• **What is expected**
In the material below, find the line that contains "assert_eq!(calls.load(Ordering::SeqCst), 1);" and the line that contains "assert!(cache.peek(&k3).is_some());", then write out exactly those two lines and everything between them.

• **Records provided**
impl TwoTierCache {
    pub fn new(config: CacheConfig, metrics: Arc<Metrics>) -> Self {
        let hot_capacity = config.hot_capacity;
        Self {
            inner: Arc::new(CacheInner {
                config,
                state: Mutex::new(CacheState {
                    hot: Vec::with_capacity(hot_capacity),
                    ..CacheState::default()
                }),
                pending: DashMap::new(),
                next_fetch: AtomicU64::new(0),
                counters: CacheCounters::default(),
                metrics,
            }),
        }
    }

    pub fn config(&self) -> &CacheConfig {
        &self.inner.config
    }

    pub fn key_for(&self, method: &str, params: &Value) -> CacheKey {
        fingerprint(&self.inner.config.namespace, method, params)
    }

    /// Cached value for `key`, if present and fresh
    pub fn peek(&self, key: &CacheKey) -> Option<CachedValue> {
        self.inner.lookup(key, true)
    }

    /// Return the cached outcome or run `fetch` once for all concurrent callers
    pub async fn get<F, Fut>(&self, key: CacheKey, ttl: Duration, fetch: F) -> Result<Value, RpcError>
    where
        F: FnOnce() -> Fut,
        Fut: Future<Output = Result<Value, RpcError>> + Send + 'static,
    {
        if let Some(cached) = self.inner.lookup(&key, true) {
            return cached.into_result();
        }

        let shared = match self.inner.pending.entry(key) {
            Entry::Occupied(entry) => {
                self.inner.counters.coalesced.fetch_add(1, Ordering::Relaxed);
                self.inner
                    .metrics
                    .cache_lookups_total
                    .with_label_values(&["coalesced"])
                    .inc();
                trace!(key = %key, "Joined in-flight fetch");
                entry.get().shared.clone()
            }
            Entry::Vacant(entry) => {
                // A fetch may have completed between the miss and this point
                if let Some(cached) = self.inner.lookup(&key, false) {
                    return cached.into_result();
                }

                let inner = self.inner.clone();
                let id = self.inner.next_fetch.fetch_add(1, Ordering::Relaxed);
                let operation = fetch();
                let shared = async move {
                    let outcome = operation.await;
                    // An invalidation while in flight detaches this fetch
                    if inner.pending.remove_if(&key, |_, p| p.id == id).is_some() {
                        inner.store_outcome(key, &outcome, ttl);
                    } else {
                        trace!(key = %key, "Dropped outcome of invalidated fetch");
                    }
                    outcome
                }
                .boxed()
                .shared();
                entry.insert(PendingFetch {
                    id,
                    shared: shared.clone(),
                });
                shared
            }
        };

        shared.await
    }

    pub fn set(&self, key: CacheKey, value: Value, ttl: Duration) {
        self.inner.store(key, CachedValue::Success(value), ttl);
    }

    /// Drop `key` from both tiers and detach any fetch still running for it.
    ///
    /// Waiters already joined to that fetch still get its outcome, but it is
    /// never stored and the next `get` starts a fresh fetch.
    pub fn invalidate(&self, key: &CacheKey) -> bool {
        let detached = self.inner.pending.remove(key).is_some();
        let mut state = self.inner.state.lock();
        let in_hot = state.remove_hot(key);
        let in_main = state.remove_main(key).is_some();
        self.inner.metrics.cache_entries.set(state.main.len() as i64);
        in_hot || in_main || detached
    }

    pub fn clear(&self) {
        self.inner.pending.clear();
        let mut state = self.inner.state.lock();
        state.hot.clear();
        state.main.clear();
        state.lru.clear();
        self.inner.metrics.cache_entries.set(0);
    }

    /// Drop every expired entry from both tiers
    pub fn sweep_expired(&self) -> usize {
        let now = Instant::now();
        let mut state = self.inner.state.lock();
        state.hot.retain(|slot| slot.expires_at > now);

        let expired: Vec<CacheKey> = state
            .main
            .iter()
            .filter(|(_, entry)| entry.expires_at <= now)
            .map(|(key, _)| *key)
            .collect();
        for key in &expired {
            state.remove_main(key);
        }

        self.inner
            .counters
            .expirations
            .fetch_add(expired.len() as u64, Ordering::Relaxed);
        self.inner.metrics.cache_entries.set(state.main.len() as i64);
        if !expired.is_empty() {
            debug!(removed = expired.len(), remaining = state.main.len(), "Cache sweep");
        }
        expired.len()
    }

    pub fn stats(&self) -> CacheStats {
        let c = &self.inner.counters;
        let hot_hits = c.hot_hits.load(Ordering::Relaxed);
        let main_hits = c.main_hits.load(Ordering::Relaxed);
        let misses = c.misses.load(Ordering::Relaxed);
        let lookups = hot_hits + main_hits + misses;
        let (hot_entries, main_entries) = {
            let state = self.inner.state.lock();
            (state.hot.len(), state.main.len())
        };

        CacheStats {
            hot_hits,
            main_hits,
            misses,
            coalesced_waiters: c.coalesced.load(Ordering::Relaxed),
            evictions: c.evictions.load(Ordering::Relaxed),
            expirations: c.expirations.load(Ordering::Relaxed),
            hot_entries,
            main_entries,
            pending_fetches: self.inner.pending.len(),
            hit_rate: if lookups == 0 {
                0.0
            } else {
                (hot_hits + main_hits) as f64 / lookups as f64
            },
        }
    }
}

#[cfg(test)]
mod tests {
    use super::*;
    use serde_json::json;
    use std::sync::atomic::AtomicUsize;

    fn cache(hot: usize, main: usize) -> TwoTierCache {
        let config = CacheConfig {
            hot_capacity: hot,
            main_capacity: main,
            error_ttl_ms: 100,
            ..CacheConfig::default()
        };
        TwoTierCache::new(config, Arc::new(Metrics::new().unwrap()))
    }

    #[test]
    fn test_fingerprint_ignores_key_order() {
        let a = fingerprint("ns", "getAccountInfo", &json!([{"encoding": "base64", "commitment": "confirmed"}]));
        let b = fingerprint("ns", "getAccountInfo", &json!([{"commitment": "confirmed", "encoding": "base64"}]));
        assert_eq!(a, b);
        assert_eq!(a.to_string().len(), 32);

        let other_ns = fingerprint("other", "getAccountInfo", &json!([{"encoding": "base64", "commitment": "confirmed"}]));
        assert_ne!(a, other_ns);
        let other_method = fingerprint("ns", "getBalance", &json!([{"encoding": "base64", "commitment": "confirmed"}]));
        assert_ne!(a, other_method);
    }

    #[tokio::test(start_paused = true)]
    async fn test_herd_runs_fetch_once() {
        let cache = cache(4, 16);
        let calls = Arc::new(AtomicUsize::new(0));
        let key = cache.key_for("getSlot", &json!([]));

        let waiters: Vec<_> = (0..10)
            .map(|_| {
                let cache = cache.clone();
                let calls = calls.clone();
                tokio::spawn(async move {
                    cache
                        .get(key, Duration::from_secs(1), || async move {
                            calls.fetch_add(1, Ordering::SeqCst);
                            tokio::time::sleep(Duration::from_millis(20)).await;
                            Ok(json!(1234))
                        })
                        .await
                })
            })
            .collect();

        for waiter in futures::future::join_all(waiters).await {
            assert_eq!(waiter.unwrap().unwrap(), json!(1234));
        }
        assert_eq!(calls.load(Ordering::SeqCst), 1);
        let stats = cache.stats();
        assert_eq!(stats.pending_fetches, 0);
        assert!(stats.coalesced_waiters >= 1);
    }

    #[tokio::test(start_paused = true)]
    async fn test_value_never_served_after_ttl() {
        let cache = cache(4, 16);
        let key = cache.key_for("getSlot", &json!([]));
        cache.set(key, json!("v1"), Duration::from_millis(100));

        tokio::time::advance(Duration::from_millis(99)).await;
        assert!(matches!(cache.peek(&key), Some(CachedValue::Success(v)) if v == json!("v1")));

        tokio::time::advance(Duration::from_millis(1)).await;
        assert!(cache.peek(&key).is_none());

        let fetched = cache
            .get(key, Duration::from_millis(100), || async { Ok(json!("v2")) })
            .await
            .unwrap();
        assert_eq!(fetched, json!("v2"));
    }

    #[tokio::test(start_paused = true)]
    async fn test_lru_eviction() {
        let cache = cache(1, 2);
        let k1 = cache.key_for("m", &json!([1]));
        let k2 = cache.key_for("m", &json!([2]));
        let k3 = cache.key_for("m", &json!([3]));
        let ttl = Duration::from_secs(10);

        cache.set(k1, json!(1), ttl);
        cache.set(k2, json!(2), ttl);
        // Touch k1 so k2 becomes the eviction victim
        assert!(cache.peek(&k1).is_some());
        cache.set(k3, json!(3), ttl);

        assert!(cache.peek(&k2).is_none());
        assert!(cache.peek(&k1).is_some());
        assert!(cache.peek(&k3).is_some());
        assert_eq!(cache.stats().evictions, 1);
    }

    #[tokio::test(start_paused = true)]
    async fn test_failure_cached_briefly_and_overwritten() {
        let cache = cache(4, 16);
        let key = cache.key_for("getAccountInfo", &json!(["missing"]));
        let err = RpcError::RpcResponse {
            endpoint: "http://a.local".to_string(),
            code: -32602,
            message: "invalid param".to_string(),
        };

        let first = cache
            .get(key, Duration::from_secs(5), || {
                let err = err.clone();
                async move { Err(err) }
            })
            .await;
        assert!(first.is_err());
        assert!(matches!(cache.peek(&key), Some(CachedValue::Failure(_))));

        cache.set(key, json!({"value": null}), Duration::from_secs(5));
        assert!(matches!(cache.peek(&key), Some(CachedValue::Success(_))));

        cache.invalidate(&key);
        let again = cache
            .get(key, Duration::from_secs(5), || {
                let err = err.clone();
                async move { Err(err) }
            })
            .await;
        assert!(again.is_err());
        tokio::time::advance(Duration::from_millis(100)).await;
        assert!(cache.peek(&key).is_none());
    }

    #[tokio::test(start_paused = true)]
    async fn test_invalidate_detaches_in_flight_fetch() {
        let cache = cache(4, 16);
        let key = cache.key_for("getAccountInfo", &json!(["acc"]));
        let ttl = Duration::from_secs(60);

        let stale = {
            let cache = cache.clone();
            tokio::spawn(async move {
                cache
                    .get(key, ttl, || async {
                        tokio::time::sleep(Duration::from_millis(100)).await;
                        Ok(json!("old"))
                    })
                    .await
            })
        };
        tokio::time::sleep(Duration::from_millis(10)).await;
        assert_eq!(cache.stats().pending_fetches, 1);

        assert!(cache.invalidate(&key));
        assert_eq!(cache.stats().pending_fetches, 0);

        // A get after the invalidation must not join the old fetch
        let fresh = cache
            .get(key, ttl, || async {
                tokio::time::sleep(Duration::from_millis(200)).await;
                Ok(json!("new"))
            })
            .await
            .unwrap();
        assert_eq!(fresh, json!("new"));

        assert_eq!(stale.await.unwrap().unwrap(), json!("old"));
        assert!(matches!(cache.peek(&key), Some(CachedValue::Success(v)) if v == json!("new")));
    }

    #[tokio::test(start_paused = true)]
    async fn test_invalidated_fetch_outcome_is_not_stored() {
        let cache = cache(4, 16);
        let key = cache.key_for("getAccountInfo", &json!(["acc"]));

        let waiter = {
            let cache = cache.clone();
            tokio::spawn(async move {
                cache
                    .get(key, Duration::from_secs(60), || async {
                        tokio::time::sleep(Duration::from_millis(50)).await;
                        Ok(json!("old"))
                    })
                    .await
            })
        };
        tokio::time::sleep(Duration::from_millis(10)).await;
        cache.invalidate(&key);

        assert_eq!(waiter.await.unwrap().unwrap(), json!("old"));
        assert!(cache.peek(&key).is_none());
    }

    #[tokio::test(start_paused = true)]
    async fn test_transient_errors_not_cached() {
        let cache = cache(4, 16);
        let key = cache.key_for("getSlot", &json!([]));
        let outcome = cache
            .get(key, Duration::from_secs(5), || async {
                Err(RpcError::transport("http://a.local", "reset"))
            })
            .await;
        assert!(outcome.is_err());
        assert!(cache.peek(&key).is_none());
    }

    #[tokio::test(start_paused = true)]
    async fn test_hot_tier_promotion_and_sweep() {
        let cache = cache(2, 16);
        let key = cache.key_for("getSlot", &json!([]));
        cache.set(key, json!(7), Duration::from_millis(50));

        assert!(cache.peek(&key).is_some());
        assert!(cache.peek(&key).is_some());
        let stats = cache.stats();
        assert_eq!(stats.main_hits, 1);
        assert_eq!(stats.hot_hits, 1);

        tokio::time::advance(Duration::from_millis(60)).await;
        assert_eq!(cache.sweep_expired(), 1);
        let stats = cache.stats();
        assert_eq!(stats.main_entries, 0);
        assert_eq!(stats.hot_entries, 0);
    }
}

• **Written solution**
        assert_eq!(calls.load(Ordering::SeqCst), 1);
        let stats = cache.stats();
        assert_eq!(stats.pending_fetches, 0);
        assert!(stats.coalesced_waiters >= 1);
    }

    #[tokio::test(start_paused = true)]
    async fn test_value_never_served_after_ttl() {
        let cache = cache(4, 16);
        let key = cache.key_for("getSlot", &json!([]));
        cache.set(key, json!("v1"), Duration::from_millis(100));

        tokio::time::advance(Duration::from_millis(99)).await;
        assert!(matches!(cache.peek(&key), Some(CachedValue::Success(v)) if v == json!("v1")));

        tokio::time::advance(Duration::from_millis(1)).await;
        assert!(cache.peek(&key).is_none());

        let fetched = cache
            .get(key, Duration::from_millis(100), || async { Ok(json!("v2")) })
            .await
            .unwrap();
        assert_eq!(fetched, json!("v2"));
    }

    #[tokio::test(start_paused = true)]
    async fn test_lru_eviction() {
        let cache = cache(1, 2);
        let k1 = cache.key_for("m", &json!([1]));
        let k2 = cache.key_for("m", &json!([2]));
        let k3 = cache.key_for("m", &json!([3]));
        let ttl = Duration::from_secs(10);

        cache.set(k1, json!(1), ttl);
        cache.set(k2, json!(2), ttl);
        // Touch k1 so k2 becomes the eviction victim
        assert!(cache.peek(&k1).is_some());
        cache.set(k3, json!(3), ttl);

        assert!(cache.peek(&k2).is_none());
        assert!(cache.peek(&k1).is_some());
        assert!(cache.peek(&k3).is_some());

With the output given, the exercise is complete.